Cornell Tech – Programming Tool Turns Handwriting Into Computer Code

By Louis DiPietro, Cornell Ann S. Bowers College of Computer and Information Science

A Cornell team has developed an interface that allows users to handwrite and sketch within computer code – a challenge to traditional coding that typically relies on typing.

The pen-based interface, called Notate, allows users of computer-based, digital notebooks – such as B. Jupyter notebooks, which are web-based and interactive – to open artboards and handwrite diagrams within lines of conventional, digitized computer code.

Based on a deep learning model, the interface bridges handwritten and textual programming contexts: the notation in the handwritten diagram can refer to text code and vice versa. For example, Notate recognizes handwritten programming symbols like “n” and then maps them to their typewritten equivalents. In one case study, users drew quantum circuit diagrams in Jupyter notebook code cells.

The tool was described in “Notational Programming for Notebook Environments: A Case Study with Quantum Circuits” presented at the ACM Symposium on User Interface Software and Technology held October 29-November 2 in Bend, Oregon. The paper, whose lead author is Ian Arawjo, a PhD student in the field of information science, received an honorable mention at the conference.

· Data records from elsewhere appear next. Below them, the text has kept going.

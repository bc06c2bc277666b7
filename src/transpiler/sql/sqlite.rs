use crate::config::TranslatorOptions;
use crate::error::{WeaveError, WeaveResult};
use crate::schema::{FieldDefinition, LogicalType, TableDefinition};
use crate::transpiler::ddl::{self, quote_literal};
use crate::transpiler::traits::SqlTranslator;

/// SQLite: the database is the file, ALTER TABLE is minimal and foreign keys
/// only exist inline in CREATE TABLE.
#[derive(Debug, Clone, Default)]
pub struct SqliteTranslator {
    options: TranslatorOptions,
}

impl SqliteTranslator {
    pub fn new(options: TranslatorOptions) -> Self {
        Self { options }
    }
}

/// Placeholder for operations SQLite performs implicitly.
const NO_OP: &str = "SELECT 1";

impl SqlTranslator for SqliteTranslator {
    fn name(&self) -> &'static str {
        "Sqlite"
    }

    fn options(&self) -> &TranslatorOptions {
        &self.options
    }

    fn quote_identifier(&self, name: &str) -> String {
        format!("\"{}\"", name.replace('"', "\"\""))
    }

    fn bool_literal(&self, value: bool) -> String {
        if value { "1" } else { "0" }.to_string()
    }

    fn null_function(&self) -> &'static str {
        "IFNULL"
    }

    fn exists(&self, sql: &str) -> String {
        format!("SELECT EXISTS({})", sql)
    }

    fn type_name(&self, ty: LogicalType, _size: u32, _precision: u32, _casting: bool) -> String {
        match ty {
            LogicalType::Boolean | LogicalType::Short | LogicalType::Integer | LogicalType::Long => {
                "INTEGER".into()
            }
            LogicalType::Float | LogicalType::Double => "REAL".into(),
            LogicalType::Decimal => "NUMERIC".into(),
            LogicalType::String | LogicalType::Guid | LogicalType::DateTime => {
                "TEXT".into()
            }
            LogicalType::Binary => "BLOB".into(),
        }
    }

    /// Identity is only expressible as `INTEGER PRIMARY KEY AUTOINCREMENT`,
    /// and references are declared inline.
    fn column_definition(&self, table: &TableDefinition, field: &FieldDefinition) -> String {
        let mut def = format!(
            "{} {}",
            self.quote_identifier(&field.name),
            self.type_name(field.ty, field.size, field.precision, false)
        );
        def.push_str(if field.nullable { " NULL" } else { " NOT NULL" });
        if field.primary_key && table.primary_keys().count() == 1 {
            def.push_str(" PRIMARY KEY");
            if field.is_identity() {
                def.push_str(" AUTOINCREMENT");
            }
        }
        if let Some(reference) = &field.reference {
            def.push_str(&format!(
                " REFERENCES {} ({})",
                self.table_name(&reference.table),
                self.quote_identifier(&reference.column)
            ));
        }
        def
    }

    fn inline_foreign_keys(&self) -> bool {
        true
    }

    fn create_table_statement(&self, table: &TableDefinition, if_not_exists: bool) -> WeaveResult<String> {
        if let Some(identity) = table.identity_field() {
            if !identity.primary_key || table.primary_keys().count() != 1 {
                return Err(WeaveError::unsupported_feature(
                    self.name(),
                    "identity on a column that is not the sole primary key",
                ));
            }
        }
        let guard = if if_not_exists { "IF NOT EXISTS " } else { "" };
        Ok(format!("CREATE TABLE {}{}", guard, ddl::table_body(self, table)))
    }

    fn create_column_if_not_exists(&self, _table: &TableDefinition, _field: &FieldDefinition) -> WeaveResult<String> {
        Err(WeaveError::unsupported_feature(self.name(), "ADD COLUMN IF NOT EXISTS"))
    }

    fn drop_column(&self, _table: &str, _column: &str) -> WeaveResult<String> {
        Err(WeaveError::unsupported_feature(self.name(), "DROP COLUMN"))
    }

    fn drop_column_if_exists(&self, _table: &str, _column: &str) -> WeaveResult<String> {
        Err(WeaveError::unsupported_feature(self.name(), "DROP COLUMN"))
    }

    fn create_foreign_key(&self, _table: &TableDefinition, _field: &FieldDefinition) -> WeaveResult<String> {
        Err(WeaveError::unsupported_feature(self.name(), "ALTER TABLE ADD CONSTRAINT"))
    }

    fn create_foreign_key_if_not_exists(&self, _table: &TableDefinition, _field: &FieldDefinition) -> WeaveResult<String> {
        Err(WeaveError::unsupported_feature(self.name(), "ALTER TABLE ADD CONSTRAINT"))
    }

    fn drop_foreign_key(&self, _table: &str, _name: &str) -> WeaveResult<String> {
        Err(WeaveError::unsupported_feature(self.name(), "ALTER TABLE DROP CONSTRAINT"))
    }

    fn drop_foreign_key_if_exists(&self, _table: &str, _name: &str) -> WeaveResult<String> {
        Err(WeaveError::unsupported_feature(self.name(), "ALTER TABLE DROP CONSTRAINT"))
    }

    fn create_database(&self, _name: &str) -> WeaveResult<String> {
        Ok(NO_OP.into())
    }

    fn create_database_if_not_exists(&self, _name: &str) -> WeaveResult<String> {
        Ok(NO_OP.into())
    }

    fn drop_database(&self, _name: &str) -> WeaveResult<String> {
        Err(WeaveError::unsupported_feature(self.name(), "DROP DATABASE"))
    }

    fn drop_database_if_exists(&self, _name: &str) -> WeaveResult<String> {
        Err(WeaveError::unsupported_feature(self.name(), "DROP DATABASE"))
    }

    fn database_exists(&self, _name: &str) -> WeaveResult<String> {
        Ok(NO_OP.into())
    }

    fn table_exists(&self, table: &str) -> WeaveResult<String> {
        Ok(format!(
            "SELECT COUNT(*) FROM sqlite_master WHERE type = 'table' AND name = {}",
            quote_literal(table)
        ))
    }

    fn column_exists(&self, _table: &str, _column: &str) -> WeaveResult<String> {
        Err(WeaveError::unsupported_feature(self.name(), "column introspection"))
    }

    fn index_exists(&self, table: &str, index: &str) -> WeaveResult<String> {
        Ok(format!(
            "SELECT COUNT(*) FROM sqlite_master WHERE type = 'index' AND tbl_name = {} AND name = {}",
            quote_literal(table),
            quote_literal(index)
        ))
    }

    fn foreign_key_exists(&self, _table: &str, _name: &str) -> WeaveResult<String> {
        Err(WeaveError::unsupported_feature(self.name(), "foreign key introspection"))
    }

    fn returning_identity(&self, insert: &str, _column: &str) -> Option<String> {
        Some(format!("{}; SELECT last_insert_rowid()", insert))
    }
}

“A system like this would be great for data science, especially for sketching charts and diagrams that then work together with text code,” Arawjo said. “Our work shows that the current programming infrastructure is actually holding us back. People are ready for this kind of feature, but code-entering interfaces developers need to take note and support images and graphical interfaces within the code.”

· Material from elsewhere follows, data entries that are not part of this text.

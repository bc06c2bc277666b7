//! Renders reduced expressions into SQL fragments through a translator,
//! binding constants into the query's parameters as they are met.

use std::str::FromStr;

use super::eval::{Position, partial_eval};
use super::params::Parameters;
use super::traits::SqlTranslator;
use crate::ast::{BinaryOp, Expr, Intrinsic, MemberBase, SortOrder, Value};
use crate::error::{WeaveError, WeaveResult};
use crate::schema::LogicalType;

/// Compiles expressions for one query: partial evaluation, then rendering.
pub struct Compiler<'a> {
    translator: &'a dyn SqlTranslator,
    params: &'a mut Parameters,
}

impl<'a> Compiler<'a> {
    pub fn new(translator: &'a dyn SqlTranslator, params: &'a mut Parameters) -> Self {
        Self { translator, params }
    }

    /// Compile a boolean condition (WHERE, HAVING, JOIN ... ON).
    pub fn predicate(&mut self, expr: Expr) -> WeaveResult<String> {
        match partial_eval(expr, Position::Predicate)? {
            Expr::Constant(Value::Bool(b)) => {
                Ok(self.translator.format_binary(BinaryOp::Eq, "1", if b { "1" } else { "0" }))
            }
            reduced => self.render(&reduced),
        }
    }

    /// Compile a projection (SELECT list, GROUP BY); tuples become comma lists.
    pub fn projection(&mut self, expr: Expr) -> WeaveResult<String> {
        let reduced = partial_eval(expr, Position::Value)?;
        self.render(&reduced)
    }

    /// Compile an ORDER BY list; every tuple item carries the direction.
    pub fn ordering(&mut self, expr: Expr, order: SortOrder) -> WeaveResult<String> {
        let suffix = match order {
            SortOrder::Asc => "",
            SortOrder::Desc => " DESC",
        };
        match partial_eval(expr, Position::Value)? {
            Expr::Tuple(items) => {
                let rendered = items
                    .iter()
                    .map(|item| self.render(item).map(|sql| sql + suffix))
                    .collect::<WeaveResult<Vec<_>>>()?;
                Ok(rendered.join(", "))
            }
            reduced => Ok(self.render(&reduced)? + suffix),
        }
    }

    fn render(&mut self, expr: &Expr) -> WeaveResult<String> {
        match expr {
            Expr::Member {
                base: MemberBase::Entity(entity),
                name,
            } => Ok(self.translator.column_ref(entity.table().name(), name)),
            Expr::Member { name, .. } => Err(WeaveError::unsupported(format!(
                "unresolved member '{}'",
                name
            ))),
            Expr::Constant(value) => self.constant(value),
            Expr::Binary { op, lhs, rhs } => self.binary(*op, lhs, rhs),
            Expr::Unary { op, operand } => {
                let operand = self.render(operand)?;
                Ok(self.translator.format_unary(*op, &operand))
            }
            Expr::Call { callee, args } => match callee.intrinsic_tag() {
                Some(intrinsic) => self.intrinsic(intrinsic, args),
                None => Err(WeaveError::unsupported(format!(
                    "call to {}::{} survived evaluation",
                    callee.declaring, callee.name
                ))),
            },
            Expr::Tuple(items) => {
                let rendered = items
                    .iter()
                    .map(|item| self.render(item))
                    .collect::<WeaveResult<Vec<_>>>()?;
                Ok(rendered.join(", "))
            }
        }
    }

    fn binary(&mut self, op: BinaryOp, lhs: &Expr, rhs: &Expr) -> WeaveResult<String> {
        if matches!(op, BinaryOp::Eq | BinaryOp::Ne) {
            let null_side = match (lhs, rhs) {
                (_, Expr::Constant(Value::Null)) => Some(lhs),
                (Expr::Constant(Value::Null), _) => Some(rhs),
                _ => None,
            };
            if let Some(operand) = null_side {
                let operand = self.render(operand)?;
                let test = if op == BinaryOp::Eq { "IS NULL" } else { "IS NOT NULL" };
                return Ok(format!("({} {})", operand, test));
            }
        }

        let lhs = self.render(lhs)?;
        let rhs = self.render(rhs)?;
        Ok(self.translator.format_binary(op, &lhs, &rhs))
    }

    fn constant(&mut self, value: &Value) -> WeaveResult<String> {
        match value {
            Value::Null => Ok("NULL".to_string()),
            Value::Bool(b) => Ok(self.translator.bool_literal(*b)),
            Value::Sql(sql) => Ok(sql.clone()),
            Value::List(items) | Value::Tuple(items) => {
                let rendered = items
                    .iter()
                    .map(|item| self.constant(item))
                    .collect::<WeaveResult<Vec<_>>>()?;
                Ok(format!("({})", rendered.join(", ")))
            }
            Value::Record(_) => Err(WeaveError::unsupported(
                "a captured container cannot be used as a value",
            )),
            other => Ok(self.params.add(other.clone())),
        }
    }

    /// Render a BETWEEN bound; datetimes may be embedded as literals.
    fn bound(&mut self, expr: &Expr) -> WeaveResult<String> {
        match expr {
            Expr::Constant(Value::DateTime(dt)) if !self.translator.options().bind_between_datetimes => {
                Ok(self.translator.datetime_literal(dt))
            }
            other => self.render(other),
        }
    }

    fn intrinsic(&mut self, intrinsic: Intrinsic, args: &[Expr]) -> WeaveResult<String> {
        let arg = |i: usize| {
            args.get(i).ok_or_else(|| {
                WeaveError::unsupported(format!("Sql.{} is missing argument {}", intrinsic.name(), i))
            })
        };

        match intrinsic {
            Intrinsic::Min | Intrinsic::Max | Intrinsic::Sum | Intrinsic::Average => {
                let name = match intrinsic {
                    Intrinsic::Min => "MIN",
                    Intrinsic::Max => "MAX",
                    Intrinsic::Sum => "SUM",
                    _ => "AVG",
                };
                Ok(format!("{}({})", name, self.render(arg(0)?)?))
            }
            Intrinsic::Count => match args.first() {
                None => Ok("COUNT(*)".to_string()),
                Some(expr) => Ok(format!("COUNT({})", self.render(expr)?)),
            },
            Intrinsic::As => {
                let Expr::Constant(Value::String(alias)) = arg(1)? else {
                    return Err(WeaveError::unsupported("Sql.As needs a constant alias"));
                };
                let operand = self.render(arg(0)?)?;
                Ok(format!("{} AS {}", operand, self.translator.quote_identifier(alias)))
            }
            Intrinsic::Between => {
                let operand = self.render(arg(0)?)?;
                let low = self.bound(arg(1)?)?;
                let high = self.bound(arg(2)?)?;
                Ok(format!("({} BETWEEN {} AND {})", operand, low, high))
            }
            Intrinsic::In => {
                let operand = self.render(arg(0)?)?;
                match arg(1)? {
                    Expr::Constant(Value::List(items)) | Expr::Constant(Value::Tuple(items)) if items.is_empty() => {
                        Ok(self.translator.format_binary(BinaryOp::Eq, "1", "0"))
                    }
                    Expr::Constant(list @ (Value::List(_) | Value::Tuple(_))) => {
                        let list = self.constant(list)?;
                        Ok(format!("({} IN {})", operand, list))
                    }
                    other => {
                        let values = self.render(other)?;
                        Ok(format!("({} IN ({}))", operand, values))
                    }
                }
            }
            Intrinsic::Like => {
                let operand = self.render(arg(0)?)?;
                let pattern = self.render(arg(1)?)?;
                Ok(format!("({} LIKE {})", operand, pattern))
            }
            Intrinsic::TrimSql => {
                let operand = self.render(arg(0)?)?;
                Ok(self.translator.trim(&operand))
            }
            Intrinsic::Length => {
                let operand = self.render(arg(0)?)?;
                Ok(format!("{}({})", self.translator.length_function(), operand))
            }
            Intrinsic::Upper => Ok(format!("UPPER({})", self.render(arg(0)?)?)),
            Intrinsic::Lower => Ok(format!("LOWER({})", self.render(arg(0)?)?)),
            Intrinsic::IsNull => {
                let operand = self.render(arg(0)?)?;
                let fallback = self.render(arg(1)?)?;
                Ok(format!("{}({}, {})", self.translator.null_function(), operand, fallback))
            }
            Intrinsic::Cast => {
                let Expr::Constant(Value::String(ty)) = arg(1)? else {
                    return Err(WeaveError::unsupported("Sql.Cast needs a constant target type"));
                };
                let ty = LogicalType::from_str(ty)?;
                let size = match args.get(2) {
                    Some(Expr::Constant(Value::Int(n))) => u32::try_from(*n).map_err(|_| {
                        WeaveError::unsupported(format!("Sql.Cast size {} is out of range", n))
                    })?,
                    _ => 0,
                };
                let operand = self.render(arg(0)?)?;
                Ok(format!(
                    "CAST({} AS {})",
                    operand,
                    self.translator.type_name(ty, size, 0, true)
                ))
            }
        }
    }
}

Arawjo said the work shows a new way forward by introducing artificial intelligence-based, pen-based coding at a time when drawing tablets are becoming more widely used.

“Tools like Notate are important because they give us new ways of thinking about what programming is and how different tools and representation practices can change that perspective,” said Tapan Parikh, associate professor of information science at Cornell Tech and a paper co-author .

Additional co-authors include: Anthony DeArmas ’22; Michael Roberts, graduate student in computer science; and Shrutarshi Basu, Ph.D. ’18, currently Visiting Lecturer in Computer Science at Middlebury College.

Louis DiPietro is a writer at Cornell Ann S. Bowers College of Computing and Information Science.